── PROVIDED RECORDS ──

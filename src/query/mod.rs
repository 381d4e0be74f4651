// Telemetry is a submodule of query
pub mod telemetry;

// Submodules for separation of concerns
mod eval;
mod exec;
mod parse;
mod shape;
mod translate;
mod types;

// Public API re-exports
pub use eval::{
    CompiledFilter, build_regex, compare_bson, eval_filter, field_equals, field_in,
    field_not_equals, values_equal,
};
pub use exec::{QueryPlan, count, explain, find, find_fallback, find_json, find_one};
pub use parse::{
    DEFAULT_REGEX_OPTIONS, FindOptionsSerde, parse_filter, parse_filter_json,
    parse_find_options_json, parse_sort, parse_sort_json,
};
pub use shape::{compare_records, shape, shape_with};
pub use translate::{Constraint, NativeQuery, escape_pattern, translate};
pub use types::{
    DEFAULT_SORT_FIELD, Filter, FindOptions, OrBranch, Order, Predicate, SortSpec, is_null,
    is_null_equivalent, options_case_insensitive,
};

───

WHAT YOU HAVE TO DO: Scan the entries above and copy each line where "exec" occurs.

WRITTEN ANSWER:
mod exec;
pub use exec::{QueryPlan, count, explain, find, find_fallback, find_json, find_one};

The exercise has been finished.